Quit Smoking To Prevent Heart Attack
Smoking or tobacco raises your risk of developing heart disease. Quit smoking to lower heart attack risk. Chemicals in tobacco can severely affect your heart and blood vessels, causing a narrowing of the arteries due to plaque buildup, which raises your risk of clogged arteries. Atherosclerosis can result in a stroke or heart attack.
Maintain a Healthy Blood Pressure To Boost Heart Health
The higher your blood pressure, the greater your risk of heart disease. Also known as hypertension, high blood pressure puts extra strain on your blood vessels, causing irreversible damage to the inner lining. As a result, coronary arteries taking blood to the heart become narrowed due to the accumulation of plaque in the form of cholesterol, fat, and other substances.

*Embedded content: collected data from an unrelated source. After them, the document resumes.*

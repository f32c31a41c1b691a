//! Pipeline Integration Tests
//!
//! Exercises the orchestrator end to end with mock collaborators: the
//! success path, duplicate-content skips, the retry budget, and chunked
//! transcription through the merge engine.

use std::path::{Path, PathBuf};
use std::sync::atomic::{AtomicUsize, Ordering};
use std::sync::Arc;

use anyhow::Result;
use async_trait::async_trait;
use tempfile::TempDir;

use echonote::adapters::{Annotation, Annotator, NoteWriter, Transcriber};
use echonote::core::{Orchestrator, PipelineConfig, ProcessError};
use echonote::domain::{FileStatus, Transcript, TranscriptSegment};
use echonote::store::StateStore;

/// Transcriber returning canned segments; optionally failing every call
struct FakeTranscriber {
    duration: f64,
    fail: bool,
    span_calls: Arc<AtomicUsize>,
}

impl FakeTranscriber {
    fn ok(duration: f64) -> Self {
        Self {
            duration,
            fail: false,
            span_calls: Arc::new(AtomicUsize::new(0)),
        }
    }

    fn failing(duration: f64) -> Self {
        Self {
            duration,
            fail: true,
            span_calls: Arc::new(AtomicUsize::new(0)),
        }
    }
}

#[async_trait]
impl Transcriber for FakeTranscriber {
    async fn duration(&self, _audio: &Path) -> Result<f64> {
        Ok(self.duration)
    }

    async fn transcribe(&self, _audio: &Path, _hint: Option<&str>) -> Result<Transcript> {
        if self.fail {
            anyhow::bail!("whisper exploded");
        }
        Ok(Transcript {
            text: "a short memo".to_string(),
            language: "en".to_string(),
            segments: vec![TranscriptSegment::new(0.0, 3.0, "a short memo")],
        })
    }

    async fn transcribe_span(
        &self,
        _audio: &Path,
        start: f64,
        duration: f64,
        _hint: Option<&str>,
    ) -> Result<Transcript> {
        if self.fail {
            anyhow::bail!("whisper exploded");
        }
        self.span_calls.fetch_add(1, Ordering::SeqCst);

        // Each chunk hears its own content in the middle, re-hears the
        // previous chunk's tail at its head, and (if full length) produces
        // the tail the next chunk will re-hear
        let mut segments = Vec::new();
        if start > 0.0 {
            segments.push(TranscriptSegment::new(0.0, 4.0, "and so it goes"));
        }
        segments.push(TranscriptSegment::new(
            6.0,
            10.0,
            format!("chunk starting at {start:.0}"),
        ));
        if duration >= 29.0 {
            segments.push(TranscriptSegment::new(24.0, 29.0, "and so it goes"));
        }

        Ok(Transcript {
            text: String::new(),
            language: "en".to_string(),
            segments,
        })
    }
}

struct FakeAnnotator;

#[async_trait]
impl Annotator for FakeAnnotator {
    async fn annotate(&self, transcript_text: &str) -> Result<Annotation> {
        Ok(Annotation {
            title: "Test note".to_string(),
            tags: vec!["test".to_string()],
            body: transcript_text.to_string(),
        })
    }
}

struct FakeNoteWriter {
    dir: PathBuf,
}

#[async_trait]
impl NoteWriter for FakeNoteWriter {
    async fn write_note(&self, annotation: &Annotation, _audio_ref: &Path) -> Result<PathBuf> {
        let path = self.dir.join("note.md");
        tokio::fs::write(&path, &annotation.body).await?;
        Ok(path)
    }

    async fn archive_audio(&self, audio: &Path) -> Result<PathBuf> {
        let target = self.dir.join("archive").join(audio.file_name().unwrap());
        tokio::fs::create_dir_all(target.parent().unwrap()).await?;
        tokio::fs::rename(audio, &target).await?;
        Ok(target)
    }

    async fn move_to_error(&self, audio: &Path, _reason: &str, _attempts: u32) -> Result<PathBuf> {
        let target = self.dir.join("errors").join(audio.file_name().unwrap());
        tokio::fs::create_dir_all(target.parent().unwrap()).await?;
        tokio::fs::rename(audio, &target).await?;
        Ok(target)
    }
}

fn orchestrator_with(
    temp: &TempDir,
    transcriber: FakeTranscriber,
    config: PipelineConfig,
) -> (Orchestrator, Arc<StateStore>) {
    let store = Arc::new(StateStore::open_in_memory().unwrap());
    let orchestrator = Orchestrator::new(
        Arc::clone(&store),
        Arc::new(transcriber),
        Arc::new(FakeAnnotator),
        Arc::new(FakeNoteWriter {
            dir: temp.path().to_path_buf(),
        }),
        config,
    );
    (orchestrator, store)
}

async fn write_audio(temp: &TempDir, name: &str, content: &[u8]) -> PathBuf {
    let path = temp.path().join(name);
    tokio::fs::write(&path, content).await.unwrap();
    path
}

#[tokio::test]
async fn test_success_path_records_outcome() {
    let temp = TempDir::new().unwrap();
    let audio = write_audio(&temp, "memo.m4a", b"fake audio bytes").await;

    let (orchestrator, store) =
        orchestrator_with(&temp, FakeTranscriber::ok(30.0), PipelineConfig::default());

    let completed = orchestrator.process_file(&audio).await.unwrap();
    assert!(completed.note_path.exists());
    assert_eq!(completed.language.as_deref(), Some("en"));

    let record = store.lookup(&completed.content_hash).unwrap().unwrap();
    assert_eq!(record.status, FileStatus::Success);
    assert_eq!(record.detected_language.as_deref(), Some("en"));
    assert!(record.note_path.is_some());
    assert!(record.processing_duration.is_some());

    // Source was archived away
    assert!(!audio.exists());
}

#[tokio::test]
async fn test_identical_content_different_path_is_duplicate() {
    let temp = TempDir::new().unwrap();
    let first = write_audio(&temp, "original.m4a", b"identical bytes").await;
    let second = write_audio(&temp, "copy-from-sync.m4a", b"identical bytes").await;

    let (orchestrator, _store) =
        orchestrator_with(&temp, FakeTranscriber::ok(30.0), PipelineConfig::default());

    orchestrator.process_file(&first).await.unwrap();

    let err = orchestrator.process_file(&second).await.unwrap_err();
    assert!(matches!(err, ProcessError::Duplicate { .. }));
    // The duplicate was not consumed
    assert!(second.exists());
}

#[tokio::test]
async fn test_retry_budget_exhaustion_goes_terminal() {
    let temp = TempDir::new().unwrap();
    let audio = write_audio(&temp, "memo.m4a", b"fake audio bytes").await;
    let hash = echonote::store::compute_content_hash(&audio).await.unwrap();

    let (orchestrator, store) = orchestrator_with(
        &temp,
        FakeTranscriber::failing(30.0),
        PipelineConfig::default(),
    );

    // Three retryable external failures exhaust the default budget
    for attempt in 1..=3u32 {
        let err = orchestrator.process_file(&audio).await.unwrap_err();
        assert!(matches!(err, ProcessError::ExternalService { .. }));

        let record = store.lookup(&hash).unwrap().unwrap();
        assert_eq!(record.retry_count, attempt);
        if attempt < 3 {
            assert_eq!(record.status, FileStatus::FailedRetry);
        } else {
            // Final status is failed, not failed_retry
            assert_eq!(record.status, FileStatus::Failed);
        }
    }

    // The exhausted file was quarantined
    assert!(!audio.exists());
    assert!(temp.path().join("errors").join("memo.m4a").exists());

    // And the record never re-enters processing
    let replacement = write_audio(&temp, "memo.m4a", b"fake audio bytes").await;
    let err = orchestrator.process_file(&replacement).await.unwrap_err();
    assert!(matches!(err, ProcessError::Duplicate { .. }));
}

#[tokio::test]
async fn test_zero_length_file_is_corrupt_not_retryable() {
    let temp = TempDir::new().unwrap();
    let audio = write_audio(&temp, "placeholder.m4a", b"").await;

    let (orchestrator, _store) =
        orchestrator_with(&temp, FakeTranscriber::ok(30.0), PipelineConfig::default());

    let err = orchestrator.process_file(&audio).await.unwrap_err();
    assert!(matches!(err, ProcessError::CorruptInput(_)));
    assert!(!err.is_retryable());
}

#[tokio::test]
async fn test_missing_file_is_transient() {
    let temp = TempDir::new().unwrap();
    let (orchestrator, _store) =
        orchestrator_with(&temp, FakeTranscriber::ok(30.0), PipelineConfig::default());

    let err = orchestrator
        .process_file(&temp.path().join("never-existed.m4a"))
        .await
        .unwrap_err();
    assert!(matches!(err, ProcessError::TransientIo(_)));
    assert!(err.is_retryable());
}

#[tokio::test]
async fn test_long_audio_is_chunked_and_merged() {
    let temp = TempDir::new().unwrap();
    let audio = write_audio(&temp, "long.m4a", b"long fake audio").await;

    // 70s of audio with a 30s threshold and 30s/5s chunking → chunks at
    // 0, 25, 50
    let config = PipelineConfig {
        chunk_threshold: 30.0,
        chunk_duration: 30.0,
        chunk_overlap: 5.0,
        ..Default::default()
    };

    let transcriber = FakeTranscriber::ok(70.0);
    let (orchestrator, store) = orchestrator_with(&temp, transcriber, config);

    let completed = orchestrator.process_file(&audio).await.unwrap();
    let record = store.lookup(&completed.content_hash).unwrap().unwrap();
    assert_eq!(record.status, FileStatus::Success);

    // The merged note contains each chunk's own content exactly once, and
    // each overlap-window duplicate was collapsed to the earlier chunk's copy
    let note = tokio::fs::read_to_string(&completed.note_path).await.unwrap();
    assert!(note.contains("chunk starting at 0"));
    assert!(note.contains("chunk starting at 25"));
    assert!(note.contains("chunk starting at 50"));
    assert_eq!(note.matches("and so it goes").count(), 2);
}

#[tokio::test]
async fn test_short_audio_is_not_chunked() {
    let temp = TempDir::new().unwrap();
    let audio = write_audio(&temp, "short.m4a", b"short fake audio").await;

    let transcriber = FakeTranscriber::ok(30.0);
    let span_calls = Arc::clone(&transcriber.span_calls);
    let (orchestrator, _store) = orchestrator_with(&temp, transcriber, PipelineConfig::default());

    orchestrator.process_file(&audio).await.unwrap();

    // Below the threshold the chunked path is never taken
    assert_eq!(span_calls.load(Ordering::SeqCst), 0);
}
//! Chunk merge engine.
//!
//! Long recordings are transcribed as overlapping chunks; adjacent chunks
//! share an overlap window so neither side loses words at the seam. This
//! module stitches the per-chunk segments back into one transcript,
//! discarding duplicate recognitions of the shared audio span.
//!
//! The merge is a pure function: no I/O, no side effects, and identical
//! input always yields identical output.

use crate::domain::{ChunkTranscript, TranscriptSegment};

/// Tunable merge parameters.
#[derive(Debug, Clone)]
pub struct MergeConfig {
    /// Token-overlap ratio at or above which two segments in the shared
    /// window are judged duplicate recognitions of the same audio
    pub similarity_threshold: f64,
}

impl Default for MergeConfig {
    fn default() -> Self {
        Self {
            similarity_threshold: 0.6,
        }
    }
}

/// A segment carried through the merge with its originating chunk.
#[derive(Debug, Clone)]
struct GlobalSegment {
    chunk_index: usize,
    segment: TranscriptSegment,
}

/// Merge per-chunk transcripts into one deduplicated, time-ordered list.
///
/// Segments are globalized by adding each chunk's start offset, sorted by
/// global start time, then deduplicated inside each adjacent-chunk overlap
/// window: when two segments from neighbouring chunks say (nearly) the same
/// thing, the earlier chunk's segment wins because it had full left context.
pub fn merge_chunks(chunks: &[ChunkTranscript], config: &MergeConfig) -> Vec<TranscriptSegment> {
    let mut ordered: Vec<&ChunkTranscript> = chunks.iter().collect();
    ordered.sort_by_key(|c| c.index);

    // Globalize chunk-local timestamps
    let mut segments: Vec<GlobalSegment> = Vec::new();
    for chunk in &ordered {
        for seg in &chunk.segments {
            segments.push(GlobalSegment {
                chunk_index: chunk.index,
                segment: TranscriptSegment::new(
                    seg.start + chunk.start_offset,
                    seg.end + chunk.start_offset,
                    seg.text.clone(),
                ),
            });
        }
    }

    // Drop later-chunk duplicates inside each adjacent overlap window
    for pair in ordered.windows(2) {
        let (earlier, later) = (pair[0], pair[1]);

        // Shared window: [later.start, earlier.end). Empty when chunks abut.
        let window_start = later.start_offset;
        let window_end = earlier.end_offset;
        if window_end <= window_start {
            continue;
        }

        let earlier_in_window: Vec<TranscriptSegment> = segments
            .iter()
            .filter(|g| {
                g.chunk_index == earlier.index
                    && overlaps_window(&g.segment, window_start, window_end)
            })
            .map(|g| g.segment.clone())
            .collect();

        segments.retain(|g| {
            if g.chunk_index != later.index || !overlaps_window(&g.segment, window_start, window_end)
            {
                return true;
            }
            // Keep the later segment only if no earlier-chunk segment in the
            // window says the same thing
            !earlier_in_window
                .iter()
                .any(|e| token_overlap(&e.text, &g.segment.text) >= config.similarity_threshold)
        });
    }

    // Deterministic total order: start time, then chunk index
    segments.sort_by(|a, b| {
        a.segment
            .start
            .total_cmp(&b.segment.start)
            .then(a.chunk_index.cmp(&b.chunk_index))
    });

    // Seam heuristic: when two kept segments from adjacent chunks meet exactly
    // at the window boundary and the earlier one was cut mid-word, trim its
    // dangling final token
    trim_boundary_partials(&mut segments, &ordered);

    segments.into_iter().map(|g| g.segment).collect()
}

/// Join merged segment texts with single spaces, preserving the punctuation
/// each segment already carries.
pub fn merged_text(segments: &[TranscriptSegment]) -> String {
    segments
        .iter()
        .map(|s| s.text.trim())
        .filter(|t| !t.is_empty())
        .collect::<Vec<_>>()
        .join(" ")
}

fn overlaps_window(segment: &TranscriptSegment, window_start: f64, window_end: f64) -> bool {
    segment.start < window_end && segment.end > window_start
}

/// Normalized token overlap: |A ∩ B| / |A ∪ B| over lowercased,
/// punctuation-stripped tokens. 1.0 for identical token sets, 0.0 for
/// disjoint ones; empty inputs compare as 0.0.
pub fn token_overlap(a: &str, b: &str) -> f64 {
    let ta = tokens(a);
    let tb = tokens(b);
    if ta.is_empty() || tb.is_empty() {
        return 0.0;
    }

    let intersection = ta.iter().filter(|t| tb.contains(*t)).count();
    let union = ta.len() + tb.len() - intersection;
    intersection as f64 / union as f64
}

fn tokens(text: &str) -> Vec<String> {
    let mut out: Vec<String> = text
        .split_whitespace()
        .map(|w| {
            w.chars()
                .filter(|c| c.is_alphanumeric())
                .collect::<String>()
                .to_lowercase()
        })
        .filter(|w| !w.is_empty())
        .collect();
    out.sort();
    out.dedup();
    out
}

/// If a kept earlier-chunk segment ends exactly at its chunk boundary and its
/// final token is a strict prefix of the next kept later-chunk segment's
/// first token, the boundary cut it mid-word: drop the dangling token.
fn trim_boundary_partials(segments: &mut [GlobalSegment], chunks: &[&ChunkTranscript]) {
    for i in 0..segments.len().saturating_sub(1) {
        let (left, right) = (&segments[i], &segments[i + 1]);
        if left.chunk_index + 1 != right.chunk_index {
            continue;
        }

        let Some(chunk) = chunks.iter().find(|c| c.index == left.chunk_index) else {
            continue;
        };
        if left.segment.end != chunk.end_offset {
            continue;
        }

        let last = left.segment.text.split_whitespace().last().unwrap_or("");
        let first = right.segment.text.split_whitespace().next().unwrap_or("");
        let last_norm = last.to_lowercase();
        let first_norm = first.to_lowercase();

        if !last_norm.is_empty()
            && first_norm.starts_with(&last_norm)
            && first_norm.len() > last_norm.len()
        {
            let text = &segments[i].segment.text;
            let trimmed = text[..text.len() - last.len()].trim_end().to_string();
            segments[i].segment.text = trimmed;
        }
    }
}

#[cfg(test)]
mod tests {
    use super::*;

    fn chunk(
        index: usize,
        start: f64,
        end: f64,
        segs: &[(f64, f64, &str)],
    ) -> ChunkTranscript {
        ChunkTranscript::new(index, start, end).with_segments(
            segs.iter()
                .map(|(s, e, t)| TranscriptSegment::new(*s, *e, *t))
                .collect(),
        )
    }

    #[test]
    fn test_token_overlap_identical() {
        assert!((token_overlap("see you later", "See you later!") - 1.0).abs() < 1e-9);
    }

    #[test]
    fn test_token_overlap_partial() {
        // {see, you, later} vs {see, you, later, today} = 3/4
        let sim = token_overlap("see you later", "see you later today");
        assert!((sim - 0.75).abs() < 1e-9);
    }

    #[test]
    fn test_token_overlap_disjoint() {
        assert_eq!(token_overlap("alpha beta", "gamma delta"), 0.0);
        assert_eq!(token_overlap("", "anything"), 0.0);
    }

    #[test]
    fn test_single_chunk_passthrough() {
        // Offsets are applied even with nothing to deduplicate
        let chunks = vec![chunk(0, 10.0, 40.0, &[(0.0, 5.0, "hello there")])];
        let merged = merge_chunks(&chunks, &MergeConfig::default());
        assert_eq!(merged.len(), 1);
        assert_eq!(merged[0].start, 10.0);
        assert_eq!(merged[0].end, 15.0);
    }

    #[test]
    fn test_non_overlapping_is_sorted_concatenation() {
        // With an empty overlap window, merge equals concatenation sorted
        // by start time
        let chunks = vec![
            chunk(1, 30.0, 60.0, &[(0.0, 4.0, "second part")]),
            chunk(0, 0.0, 30.0, &[(2.0, 6.0, "first part"), (10.0, 14.0, "more")]),
        ];
        let merged = merge_chunks(&chunks, &MergeConfig::default());
        let texts: Vec<&str> = merged.iter().map(|s| s.text.as_str()).collect();
        assert_eq!(texts, vec!["first part", "more", "second part"]);
    }

    #[test]
    fn test_overlap_duplicate_earlier_chunk_wins() {
        // Chunk A covers [0,30) with (25,30,"see you later"); chunk B covers
        // [25,55) with (0,6,"see you later today") — global (25,31).
        // Similarity 0.75 >= 0.6, so A's segment survives and B's duplicate
        // is dropped; B's tail content past the window is appended.
        let chunks = vec![
            chunk(0, 0.0, 30.0, &[(25.0, 30.0, "see you later")]),
            chunk(
                1,
                25.0,
                55.0,
                &[(0.0, 6.0, "see you later today"), (7.0, 12.0, "next topic")],
            ),
        ];
        let merged = merge_chunks(&chunks, &MergeConfig::default());
        let texts: Vec<&str> = merged.iter().map(|s| s.text.as_str()).collect();
        assert_eq!(texts, vec!["see you later", "next topic"]);
        assert_eq!(merged[1].start, 32.0);
    }

    #[test]
    fn test_overlap_distinct_content_both_kept() {
        // Below-threshold similarity means the later chunk genuinely heard
        // something different; both segments are kept in time order
        let chunks = vec![
            chunk(0, 0.0, 30.0, &[(26.0, 29.0, "wrapping up now")]),
            chunk(1, 25.0, 55.0, &[(2.0, 5.0, "totally different words")]),
        ];
        let merged = merge_chunks(&chunks, &MergeConfig::default());
        assert_eq!(merged.len(), 2);
        assert_eq!(merged[0].text, "wrapping up now");
        assert_eq!(merged[1].text, "totally different words");
    }

    #[test]
    fn test_determinism() {
        let chunks = vec![
            chunk(
                0,
                0.0,
                30.0,
                &[(1.0, 5.0, "one"), (25.0, 30.0, "see you later")],
            ),
            chunk(
                1,
                25.0,
                55.0,
                &[(0.0, 6.0, "see you later today"), (10.0, 14.0, "two")],
            ),
        ];
        let config = MergeConfig::default();
        let first = merge_chunks(&chunks, &config);
        for _ in 0..10 {
            assert_eq!(merge_chunks(&chunks, &config), first);
        }
    }

    #[test]
    fn test_threshold_is_tunable() {
        let chunks = vec![
            chunk(0, 0.0, 30.0, &[(25.0, 30.0, "see you later")]),
            chunk(1, 25.0, 55.0, &[(0.0, 6.0, "see you later today")]),
        ];

        // Default threshold drops the near-duplicate
        let merged = merge_chunks(&chunks, &MergeConfig::default());
        assert_eq!(merged.len(), 1);

        // A stricter threshold keeps both
        let strict = MergeConfig {
            similarity_threshold: 0.9,
        };
        let merged = merge_chunks(&chunks, &strict);
        assert_eq!(merged.len(), 2);
    }

    #[test]
    fn test_boundary_partial_word_trim() {
        // Earlier segment ends exactly at the chunk boundary mid-word;
        // the later chunk heard the whole word
        let chunks = vec![
            chunk(0, 0.0, 30.0, &[(26.0, 30.0, "meeting with the accoun")]),
            chunk(1, 25.0, 55.0, &[(5.0, 9.0, "accountant tomorrow morning")]),
        ];
        let merged = merge_chunks(&chunks, &MergeConfig::default());
        assert_eq!(merged.len(), 2);
        assert_eq!(merged[0].text, "meeting with the");
        assert_eq!(merged[1].text, "accountant tomorrow morning");
    }

    #[test]
    fn test_merged_text_joins_with_single_spaces() {
        let segments = vec![
            TranscriptSegment::new(0.0, 2.0, " First sentence. "),
            TranscriptSegment::new(2.0, 4.0, "Second one."),
            TranscriptSegment::new(4.0, 5.0, "  "),
        ];
        assert_eq!(merged_text(&segments), "First sentence. Second one.");
    }
}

A Healthy Weight Key To Lower Heart Attack Risk
If you carry excess weight around your belly, you are at a high-risk cardiovascular disease. Being overweight and obese increases your risk of high cholesterol, triglycerides, diabetes, and blood pressure, thus putting you at a high risk of heart ailments.
Weight management can help you reduce your triglycerides and blood sugar levels, thus reducing the threat of diabetes and heart disease.
Get a Good Night’s Sleep Everyday To Lower Risk of an Attack
A sleep deprived body is stressed physically and mentally, which can harm your health if sleeplessness becomes a habit. If you lack good quality sleep, you are at a high risk of blood pressure, obesity, diabetes, and heart attack. Sleep well to lower heart attack risk.
People suffering from obstructive sleep apnea are at a greater risk of cardiovascular disease. In that case, your throat muscles block your airway while you are asleep, causing breathing problems. Such episodes cause disturbed sleeping cycles. When your body lacks restful sleep, you are likely to suffer from high blood pressure, arrhythmia, or heart failure.
Mind Your Blood Sugar
A sugar-laden diet can damage your arteries, cause obesity, and raise your risk of heart disease. Cut down on your sugar intake to reduce the risk of obesity and cardiovascular disease. People who rely too much on artificial sugar-rich foods had higher cardiovascular mortality. If your intake of sugar is more, your liver is stimulated to dump harmful triglycerides and fats into your bloodstream. This further raises the risk of high blood pressure and heart disease.
Watch your symptoms closely and see your doctor if you find anything unusual with your heart health. This may include feeling extremely tired, breathlessness, changes in your heart rhythm, excessive sweating, and pain in jaw or back. Small adjustments in your lifestyle can help cut down the risk of cardiovascular disease and lower heart attack risk.